(Task material begins)
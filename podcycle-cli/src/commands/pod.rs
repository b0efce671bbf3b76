//! Pod command handlers
//!
//! Talks to a pod's own HTTP interface, bypassing the manager: check its
//! status or start a pipeline run with the same payload the manager sends.

use anyhow::{Context, Result, bail};
use clap::Subcommand;
use colored::*;
use podcycle_client::{PodClient, RetryPolicy};
use podcycle_core::dto::pod::RunRequest;

use crate::config::Config;

/// Pod subcommands
#[derive(Subcommand)]
pub enum PodCommands {
    /// Show the pod's reported status
    Status {
        /// Base URL of the pod
        url: String,
    },
    /// Trigger a pipeline run on the pod
    Run {
        /// Base URL of the pod
        url: String,

        /// Transcription domain to process
        #[arg(long, env = "TRANSCRIPTION_DOMAIN")]
        domain: String,

        /// Maximum number of items to fetch
        #[arg(long, default_value_t = 1000)]
        limit: u32,

        /// Maximum number of items processed concurrently
        #[arg(long, default_value_t = 2)]
        processing_limit: u32,

        /// URL the pod posts its logs to (defaults to the manager's /logs)
        #[arg(long)]
        callback_url: Option<String>,
    },
}

/// Handle pod commands
///
/// # Arguments
/// * `command` - The pod command to execute
/// * `config` - The CLI configuration
pub async fn handle_pod_command(command: PodCommands, config: &Config) -> Result<()> {
    // An operator sees failures immediately; no retries
    let client = PodClient::new().with_retry(RetryPolicy::none());

    match command {
        PodCommands::Status { url } => show_status(&client, &url).await,
        PodCommands::Run {
            url,
            domain,
            limit,
            processing_limit,
            callback_url,
        } => {
            let Some(api_key) = config.api_key.clone() else {
                bail!("An API key is required to trigger a run (--api-key or TRANSCRIPTION_API_KEY)");
            };
            let callback_url = callback_url
                .unwrap_or_else(|| format!("{}/logs", config.manager_url.trim_end_matches('/')));

            let request = RunRequest {
                api_key,
                domain,
                limit,
                processing_limit,
                callback_url,
            };
            trigger_run(&client, &url, &request).await
        }
    }
}

async fn show_status(client: &PodClient, url: &str) -> Result<()> {
    let status = client
        .status(url)
        .await
        .with_context(|| format!("Failed to get status of {}", url))?;

    let label = if status.is_idle() {
        status.status.green()
    } else {
        status.status.yellow()
    };
    println!("  {} {}  {}", "▸".cyan(), url.bold(), label);

    Ok(())
}

async fn trigger_run(client: &PodClient, url: &str, request: &RunRequest) -> Result<()> {
    let response = client
        .trigger_run(url, request)
        .await
        .with_context(|| format!("Failed to trigger a run on {}", url))?;

    if !response.success {
        bail!("Pod refused the run: {}", response.detail());
    }

    println!("{} {}", "✓".green(), format!("Run started on {}", url).bold());
    println!("    {}", response.detail().dimmed());

    Ok(())
}
//! Telemetry stats domain model

use serde::{Deserialize, Serialize};

/// Point-in-time copy of the manager's telemetry counters
#[derive(Debug, Clone, Copy, Default, PartialEq, Eq, Serialize, Deserialize)]
pub struct StatsSnapshot {
    /// Pods known to the provisioner
    pub pods_total: u64,

    /// Pods currently running
    pub pods_running: u64,

    /// Unix timestamp (seconds) of the last confirmed pipeline run, 0 if none
    pub pipeline_last_run_time: i64,
}

#[cfg(test)]
mod tests {
    use super::*;

    #[test]
    fn test_default_snapshot_is_zeroed() {
        let snapshot = StatsSnapshot::default();
        assert_eq!(snapshot.pods_total, 0);
        assert_eq!(snapshot.pods_running, 0);
        assert_eq!(snapshot.pipeline_last_run_time, 0);
    }

    #[test]
    fn test_snapshot_field_names() {
        let value = serde_json::to_value(StatsSnapshot {
            pods_total: 3,
            pods_running: 1,
            pipeline_last_run_time: 1234567890,
        })
        .unwrap();

        assert_eq!(
            value,
            serde_json::json!({
                "pods_total": 3,
                "pods_running": 1,
                "pipeline_last_run_time": 1234567890
            })
        );
    }
}
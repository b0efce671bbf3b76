//! Commands module
//!
//! Defines all CLI commands and their handlers.

mod pod;
mod stats;

pub use pod::PodCommands;

use anyhow::Result;
use clap::Subcommand;

use crate::config::Config;

/// Top-level CLI commands
#[derive(Subcommand)]
pub enum Commands {
    /// Show the manager's published stats
    Stats,
    /// Talk to a pod directly
    Pod {
        #[command(subcommand)]
        command: PodCommands,
    },
}

/// Routes the command to the appropriate handler module
pub async fn handle_command(command: Commands, config: &Config) -> Result<()> {
    match command {
        Commands::Stats => stats::show_stats(config).await,
        Commands::Pod { command } => pod::handle_pod_command(command, config).await,
    }
}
(Task material ends)
_To do:_
Your response should consist of the records, printed exactly.

_Response area:_
filename podcycle-cli/src/commands/pod.rs
repository b0efce671bbf3b76
//! Pod command handlers
//!
//! Talks to a pod's own HTTP interface, bypassing the manager: check its
//! status or start a pipeline run with the same payload the manager sends.

use anyhow::{Context, Result, bail};
use clap::Subcommand;
use colored::*;
use podcycle_client::{PodClient, RetryPolicy};
use podcycle_core::dto::pod::RunRequest;

use crate::config::Config;

/// Pod subcommands
#[derive(Subcommand)]
pub enum PodCommands {
    /// Show the pod's reported status
    Status {
        /// Base URL of the pod
        url: String,
    },
    /// Trigger a pipeline run on the pod
    Run {
        /// Base URL of the pod
        url: String,

        /// Transcription domain to process
        #[arg(long, env = "TRANSCRIPTION_DOMAIN")]
        domain: String,

        /// Maximum number of items to fetch
        #[arg(long, default_value_t = 1000)]
        limit: u32,

        /// Maximum number of items processed concurrently
        #[arg(long, default_value_t = 2)]
        processing_limit: u32,

        /// URL the pod posts its logs to (defaults to the manager's /logs)
        #[arg(long)]
        callback_url: Option<String>,
    },
}

/// Handle pod commands
///
/// # Arguments
/// * `command` - The pod command to execute
/// * `config` - The CLI configuration
pub async fn handle_pod_command(command: PodCommands, config: &Config) -> Result<()> {
    // An operator sees failures immediately; no retries
    let client = PodClient::new().with_retry(RetryPolicy::none());

    match command {
        PodCommands::Status { url } => show_status(&client, &url).await,
        PodCommands::Run {
            url,
            domain,
            limit,
            processing_limit,
            callback_url,
        } => {
            let Some(api_key) = config.api_key.clone() else {
                bail!("An API key is required to trigger a run (--api-key or TRANSCRIPTION_API_KEY)");
            };
            let callback_url = callback_url
                .unwrap_or_else(|| format!("{}/logs", config.manager_url.trim_end_matches('/')));

            let request = RunRequest {
                api_key,
                domain,
                limit,
                processing_limit,
                callback_url,
            };
            trigger_run(&client, &url, &request).await
        }
    }
}

async fn show_status(client: &PodClient, url: &str) -> Result<()> {
    let status = client
        .status(url)
        .await
        .with_context(|| format!("Failed to get status of {}", url))?;

    let label = if status.is_idle() {
        status.status.green()
    } else {
        status.status.yellow()
    };
    println!("  {} {}  {}", "▸".cyan(), url.bold(), label);

    Ok(())
}

async fn trigger_run(client: &PodClient, url: &str, request: &RunRequest) -> Result<()> {
    let response = client
        .trigger_run(url, request)
        .await
        .with_context(|| format!("Failed to trigger a run on {}", url))?;

    if !response.success {
        bail!("Pod refused the run: {}", response.detail());
    }

    println!("{} {}", "✓".green(), format!("Run started on {}", url).bold());
    println!("    {}", response.detail().dimmed());

    Ok(())
}
//! Telemetry stats domain model

use serde::{Deserialize, Serialize};

/// Point-in-time copy of the manager's telemetry counters
#[derive(Debug, Clone, Copy, Default, PartialEq, Eq, Serialize, Deserialize)]
pub struct StatsSnapshot {
    /// Pods known to the provisioner
    pub pods_total: u64,

    /// Pods currently running
    pub pods_running: u64,

    /// Unix timestamp (seconds) of the last confirmed pipeline run, 0 if none
    pub pipeline_last_run_time: i64,
}

#[cfg(test)]
mod tests {
    use super::*;

    #[test]
    fn test_default_snapshot_is_zeroed() {
        let snapshot = StatsSnapshot::default();
        assert_eq!(snapshot.pods_total, 0);
        assert_eq!(snapshot.pods_running, 0);
        assert_eq!(snapshot.pipeline_last_run_time, 0);
    }

    #[test]
    fn test_snapshot_field_names() {
        let value = serde_json::to_value(StatsSnapshot {
            pods_total: 3,
            pods_running: 1,
            pipeline_last_run_time: 1234567890,
        })
        .unwrap();

        assert_eq!(
            value,
            serde_json::json!({
                "pods_total": 3,
                "pods_running": 1,
                "pipeline_last_run_time": 1234567890
            })
        );
    }
}
repository b0efce671bbf3b76
//! Commands module
//!
//! Defines all CLI commands and their handlers.

mod pod;
mod stats;

pub use pod::PodCommands;

use anyhow::Result;
use clap::Subcommand;

use crate::config::Config;

/// Top-level CLI commands
#[derive(Subcommand)]
pub enum Commands {
    /// Show the manager's published stats
    Stats,
    /// Talk to a pod directly
    Pod {
        #[command(subcommand)]
        command: PodCommands,
    },
}

/// Routes the command to the appropriate handler module
pub async fn handle_command(command: Commands, config: &Config) -> Result<()> {
    match command {
        Commands::Stats => stats::show_stats(config).await,
        Commands::Pod { command } => pod::handle_pod_command(command, config).await,
    }
}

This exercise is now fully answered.